Equations and General Solution of a DE

There are many different methods of solving a differential equation (or DE). The two particular types of solutions are general and particular solutions, which use some integration steps to find the solution. Here, we will be focusing on – General solution of a DE.

The general solution of a DE is the most basic form of the solution that does not regard importance to any initial condition.
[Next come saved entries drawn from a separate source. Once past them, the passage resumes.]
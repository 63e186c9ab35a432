use std::fs::File;
use std::path::PathBuf;
use std::process::ExitCode;

use clap::{Parser, ValueEnum};
use memmap2::Mmap;
use pm_vfs::{IoOp, OpenFlags, PmemVfs, SyncFlags, VfsError, VfsFile};
use tracing_subscriber::EnvFilter;

fn main() -> ExitCode {
    let filter = EnvFilter::try_from_default_env().unwrap_or_else(|_| EnvFilter::new("warn"));
    tracing_subscriber::fmt()
        .with_env_filter(filter)
        .with_writer(std::io::stderr)
        .init();

    let probe = ProbeCommand::parse();
    match run(probe) {
        Ok(()) => ExitCode::SUCCESS,
        Err(err) => {
            eprintln!("pm-probe: {err} (result code {})", err.code());
            ExitCode::FAILURE
        }
    }
}

/// Open a file through the persistent memory provider and report how it is mapped.
///
/// The provider is configured from the `PMEM_VFS_*` environment, like any host engine would.
#[derive(Parser)]
struct ProbeCommand {
    #[arg(help = "The database or log file to open")]
    path: PathBuf,

    /// Open the file as this kind, which decides when writes are flushed.
    #[arg(value_enum, long, default_value = "db")]
    kind: Kind,

    /// Write this text to the file.
    #[arg(long)]
    write: Option<String>,

    /// Offset of the write.
    #[arg(long, default_value_t = 0)]
    offset: u64,

    /// Sync the file after writing.
    #[arg(long)]
    sync: bool,

    /// Print the first bytes of the file as stored, read through a separate mapping.
    #[arg(long, value_name = "N")]
    dump: Option<usize>,
}

#[derive(Copy, Clone, PartialEq, Eq, ValueEnum)]
enum Kind {
    /// A main database file.
    Db,
    /// A write-ahead log, flushed on every write.
    Wal,
}

fn run(probe: ProbeCommand) -> Result<(), VfsError> {
    let vfs = PmemVfs::from_env()?;
    let flags = match probe.kind {
        Kind::Db => OpenFlags::main_db(),
        Kind::Wal => OpenFlags::wal(),
    };

    let mut file = vfs.open_file(Some(&probe.path), flags)?;
    let store = file.store();
    println!("path: {}", store.path().display());
    println!("medium: {:?}", store.medium());
    println!("role: {:?}", store.role());
    println!("capacity: {}", store.capacity());
    println!("size: {}", store.file_size());

    if let Some(text) = &probe.write {
        file.write(probe.offset, text.as_bytes())?;
        println!("wrote: {} bytes at {}", text.len(), probe.offset);
    }

    if probe.sync {
        file.sync(SyncFlags::default())?;
    }

    let stats = file.store().stats();
    println!(
        "flushes: {} after writes, {} on sync, {} skipped",
        stats.write_flushes, stats.sync_flushes, stats.noop_syncs
    );

    let real = file.path().to_owned();
    file.close()?;

    if let Some(n) = probe.dump {
        dump(real, n)?;
    }

    Ok(())
}

fn dump(path: PathBuf, n: usize) -> Result<(), VfsError> {
    let io = |source: std::io::Error| VfsError::Io {
        op: IoOp::Read,
        path: path.clone(),
        source,
    };

    let file = File::open(&path).map_err(io)?;
    if file.metadata().map_err(io)?.len() == 0 {
        println!("dump: empty");
        return Ok(());
    }

    let map = unsafe { Mmap::map(&file) }.map_err(io)?;
    let shown = &map[..n.min(map.len())];

    for (line, chunk) in shown.chunks(16).enumerate() {
        let hex: Vec<String> = chunk.iter().map(|b| format!("{b:02x}")).collect();
        let text: String = chunk
            .iter()
            .map(|&b| if b.is_ascii_graphic() || b == b' ' { b as char } else { '.' })
            .collect();
        println!("{:08x}  {:<47}  {text}", line * 16, hex.join(" "));
    }

    Ok(())
}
The general solution of a DE correlates with the variables x and y, which are received after the removal of derivatives (i.e., after integration) where arbitrary constants representing the order of an equation are included in the relation.

Introduction to the Concept of Differential Calculus and Differential Equations

Here, we will be discussing concepts related to differential calculus, differentiation, and differential equations.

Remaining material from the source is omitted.